Sköldberg F, Grimelius L, Woodward E R, Rorsman F, Van Schothorst E W, Winqvist O, Karlsson F A, Akerström G, Kämpe O, Husebye E S
Department of Internal Medicine, Uppsala University Hospital, Sweden.
Clin Endocrinol (Oxf). 1998 Jan;48(1):11-6. doi: 10.1046/j.1365-2265.1998.00320.x.
To characterize a family with hereditary paraganglioma, and to search for germline mutations in the von Hippel-Lindau disease (VHL) tumour suppressor gene and the ret proto-oncogene.
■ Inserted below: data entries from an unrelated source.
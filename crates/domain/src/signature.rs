//! Webhook signature verification.
//!
//! The provider signs every delivery with `HMAC-SHA256(secret, "<t>.<body>")`
//! and sends the result in a header of the form
//! `t=<unix>,v1=<hex>[,v1=<hex>...]`. A request is authentic when the
//! timestamp is within the tolerance window and at least one candidate
//! matches the expected MAC for at least one active secret.

use chrono::Utc;
use hmac::{Hmac, Mac};
use sha2::Sha256;
use thiserror::Error;

type HmacSha256 = Hmac<Sha256>;

/// Default replay window in seconds.
pub const DEFAULT_TOLERANCE_SECS: i64 = 300;

/// Reasons a signature is rejected.
#[derive(Debug, Clone, PartialEq, Eq, Error)]
pub enum SignatureError {
    /// The header could not be parsed into a timestamp and candidates.
    #[error("Malformed signature header: {0}")]
    Malformed(&'static str),

    /// No candidate matched the expected signature.
    #[error("Signature mismatch")]
    Mismatch,

    /// The signed timestamp is outside the tolerance window.
    #[error("Signature timestamp {timestamp} is outside the {tolerance}s tolerance (now {now})")]
    StaleTimestamp {
        timestamp: i64,
        now: i64,
        tolerance: i64,
    },

    /// The secret could not be used as an HMAC key.
    #[error("Webhook secret rejected as HMAC key")]
    InvalidKey,
}

impl SignatureError {
    fn outcome(&self) -> &'static str {
        match self {
            SignatureError::Malformed(_) => "malformed",
            SignatureError::Mismatch => "mismatch",
            SignatureError::StaleTimestamp { .. } => "stale",
            SignatureError::InvalidKey => "invalid_key",
        }
    }
}

/// A parsed signature header.
#[derive(Debug, Clone, PartialEq, Eq)]
pub struct SignatureHeader {
    pub timestamp: i64,
    /// The `t` value exactly as sent; the MAC covers this text.
    pub timestamp_text: String,
    pub candidates: Vec<String>,
}

impl SignatureHeader {
    /// Parses `t=<unix>,v1=<hex>,...`.
    ///
    /// Exactly one `t` is required, and at least one `v<N>` candidate. Other
    /// keys are ignored.
    pub fn parse(header: &str) -> Result<Self, SignatureError> {
        let mut timestamp = None;
        let mut candidates = Vec::new();

        for element in header.split(',') {
            let (key, value) = element
                .split_once('=')
                .ok_or(SignatureError::Malformed("element without '='"))?;
            let key = key.trim();
            let value = value.trim();

            if key == "t" {
                if timestamp.is_some() {
                    return Err(SignatureError::Malformed("duplicate timestamp"));
                }
                let parsed = value
                    .parse::<i64>()
                    .map_err(|_| SignatureError::Malformed("timestamp is not an integer"))?;
                timestamp = Some((parsed, value.to_string()));
            } else if is_scheme_key(key) {
                candidates.push(value.to_string());
            }
        }

        let (timestamp, timestamp_text) =
            timestamp.ok_or(SignatureError::Malformed("missing timestamp"))?;
        if candidates.is_empty() {
            return Err(SignatureError::Malformed("no signature candidates"));
        }

        Ok(Self {
            timestamp,
            timestamp_text,
            candidates,
        })
    }
}

fn is_scheme_key(key: &str) -> bool {
    key.strip_prefix('v')
        .is_some_and(|n| !n.is_empty() && n.chars().all(|c| c.is_ascii_digit()))
}

fn keyed_mac(secret: &[u8], timestamp: &str, payload: &[u8]) -> Result<HmacSha256, SignatureError> {
    let mut mac = HmacSha256::new_from_slice(secret).map_err(|_| SignatureError::InvalidKey)?;
    mac.update(timestamp.as_bytes());
    mac.update(b".");
    mac.update(payload);
    Ok(mac)
}

/// Computes the hex signature the provider would send for `payload`.
pub fn sign_payload(secret: &[u8], timestamp: i64, payload: &[u8]) -> Result<String, SignatureError> {
    let mac = keyed_mac(secret, &timestamp.to_string(), payload)?;
    Ok(hex::encode(mac.finalize().into_bytes()))
}

/// Builds a complete `t=...,v1=...` header for `payload`.
pub fn signature_header(
    secret: &[u8],
    timestamp: i64,
    payload: &[u8],
) -> Result<String, SignatureError> {
    Ok(format!("t={timestamp},v1={}", sign_payload(secret, timestamp, payload)?))
}

/// Validates webhook authenticity and freshness.
#[derive(Debug, Clone, Copy)]
pub struct SignatureVerifier {
    tolerance_secs: i64,
}

impl Default for SignatureVerifier {
    fn default() -> Self {
        Self::new(DEFAULT_TOLERANCE_SECS)
    }
}

impl SignatureVerifier {
    /// Creates a verifier with the given replay window.
    pub fn new(tolerance_secs: i64) -> Self {
        Self { tolerance_secs }
    }

    pub fn tolerance_secs(&self) -> i64 {
        self.tolerance_secs
    }

    /// Returns true if `header` is a valid, fresh signature of `payload`.
    pub fn verify(&self, payload: &[u8], header: &str, secret: &[u8]) -> bool {
        self.check(payload, header, secret).is_ok()
    }

    /// Like [`verify`](Self::verify), trying every active secret in order.
    pub fn verify_any(&self, payload: &[u8], header: &str, secrets: &[&[u8]]) -> bool {
        self.check_any(payload, header, secrets).is_ok()
    }

    /// Verifies against the current clock, returning the rejection reason.
    pub fn check(&self, payload: &[u8], header: &str, secret: &[u8]) -> Result<(), SignatureError> {
        self.check_at(payload, header, secret, Utc::now().timestamp())
    }

    /// Verifies against an explicit `now` in unix seconds.
    pub fn check_at(
        &self,
        payload: &[u8],
        header: &str,
        secret: &[u8],
        now: i64,
    ) -> Result<(), SignatureError> {
        self.check_any_at(payload, header, &[secret], now)
    }

    pub fn check_any(
        &self,
        payload: &[u8],
        header: &str,
        secrets: &[&[u8]],
    ) -> Result<(), SignatureError> {
        self.check_any_at(payload, header, secrets, Utc::now().timestamp())
    }

    /// Verifies against each secret until one validates.
    ///
    /// The header is parsed and the timestamp checked once; the outcome is
    /// counted once per call regardless of how many secrets were tried.
    pub fn check_any_at(
        &self,
        payload: &[u8],
        header: &str,
        secrets: &[&[u8]],
        now: i64,
    ) -> Result<(), SignatureError> {
        let result = self.evaluate(payload, header, secrets, now);

        let outcome = match &result {
            Ok(()) => "valid",
            Err(e) => e.outcome(),
        };
        metrics::counter!("webhook_signature_verifications", "outcome" => outcome).increment(1);

        if let Err(ref e) = result {
            tracing::warn!(error = %e, "Webhook signature rejected");
        }
        result
    }

    fn evaluate(
        &self,
        payload: &[u8],
        header: &str,
        secrets: &[&[u8]],
        now: i64,
    ) -> Result<(), SignatureError> {
        let header = SignatureHeader::parse(header)?;

        if now.abs_diff(header.timestamp) > self.tolerance_secs.unsigned_abs() {
            return Err(SignatureError::StaleTimestamp {
                timestamp: header.timestamp,
                now,
                tolerance: self.tolerance_secs,
            });
        }

        // Non-hex candidates can never match.
        let candidates: Vec<Vec<u8>> = header
            .candidates
            .iter()
            .filter_map(|c| hex::decode(c).ok())
            .collect();

        for secret in secrets {
            let mac = keyed_mac(secret, &header.timestamp_text, payload)?;
            if candidates
                .iter()
                .any(|candidate| mac.clone().verify_slice(candidate).is_ok())
            {
                return Ok(());
            }
        }

        Err(SignatureError::Mismatch)
    }
}
use common::OrderId;
use thiserror::Error;

use crate::OrderStatus;

/// Errors that can occur when interacting with the order store.
#[derive(Debug, Error)]
pub enum StoreError {
    /// A conditional write was rejected because the stored status cannot
    /// move to the requested one.
    #[error("Condition failed for order {order_id}: cannot move from {from} to {to}")]
    ConditionFailed {
        order_id: OrderId,
        from: OrderStatus,
        to: OrderStatus,
    },

    /// The record disappeared between the insert and update halves of an upsert.
    #[error("Order not found: {0}")]
    NotFound(OrderId),

    /// A stored row could not be mapped back into an order record.
    #[error("Invalid stored record: {0}")]
    InvalidRecord(String),

    /// A database error occurred.
    #[error("Database error: {0}")]
    Database(#[from] sqlx::Error),

    /// A database migration error occurred.
    #[error("Migration error: {0}")]
    Migration(#[from] sqlx::migrate::MigrateError),

    /// A serialization/deserialization error occurred.
    #[error("Serialization error: {0}")]
    Serialization(#[from] serde_json::Error),
}

/// Result type for order store operations.
pub type Result<T> = std::result::Result<T, StoreError>;
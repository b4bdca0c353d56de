//! Fan-out transport and external collaborators.
//!
//! This crate provides:
//! - The `EventPublisher` trait and an in-memory topic that copies each
//!   publish to subscribed queues, raw or relay-wrapped
//! - An in-memory at-least-once queue with visibility and dead letters
//! - The secrets collaborator
//! - The black-box notifier

pub mod error;
pub mod notifier;
pub mod publisher;
pub mod queue;
pub mod secrets;
pub mod topic;

pub use error::{NotifyError, PublishError, SecretsError, TransportError};
pub use notifier::{InMemoryNotifier, Notification, Notifier, TracingNotifier};
pub use publisher::{
    ATTR_EVENT_TYPE, ATTR_SOURCE, DeliveryReceipt, EventPublisher, WEBHOOK_SOURCE,
    routing_attributes,
};
pub use queue::{InMemoryQueue, ReceivedMessage};
pub use secrets::{
    FROM_EMAIL_KEY, InMemorySecretStore, PREVIOUS_WEBHOOK_SECRET_KEY, SecretBundle, SecretStore,
    WEBHOOK_SECRET_KEY,
};
pub use topic::{InMemoryTopic, SubscriptionOptions};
Patient records and histopathological reports were reviewed. Available tumour samples were reinvestigated using immunohistochemical techniques. The VHL gene was investigated by single strand conformational polymorphism analysis of PCR products amplified from exons 1, 2 and 3 and the 3' untranslated region. The ret gene was analysed by amplifying and sequencing exons 10, 11 and 16.
A family with paragangliomas in three consecutive generations was investigated.
The affected individuals were found to have multiple extra-adrenal paragangliomas. All three affected individuals had retroperitoneal tumours, and two also had paraganglioma in the neck. No mutations of the VHL or ret genes were detected.
The described family may represent a novel dominantly inherited neuroendocrine tumour syndrome.
对一个遗传性副神经节瘤家系进行特征分析,并寻找冯·希佩尔-林道病(VHL)肿瘤抑制基因和原癌基因ret中的种系突变。
回顾患者记录和组织病理学报告。利用免疫组化技术对现有的肿瘤样本进行重新研究。通过对从第1、2和3外显子以及3'非翻译区扩增的PCR产物进行单链构象多态性分析来研究VHL基因。通过扩增和测序第10、11和16外显子来分析ret基因。
对一个连续三代患有副神经节瘤的家系进行了研究。
发现受影响个体患有多个肾上腺外副神经节瘤。所有三名受影响个体均有腹膜后肿瘤,两名还患有颈部副神经节瘤。未检测到VHL或ret基因的突变。
所描述的家系可能代表一种新的显性遗传神经内分泌肿瘤综合征。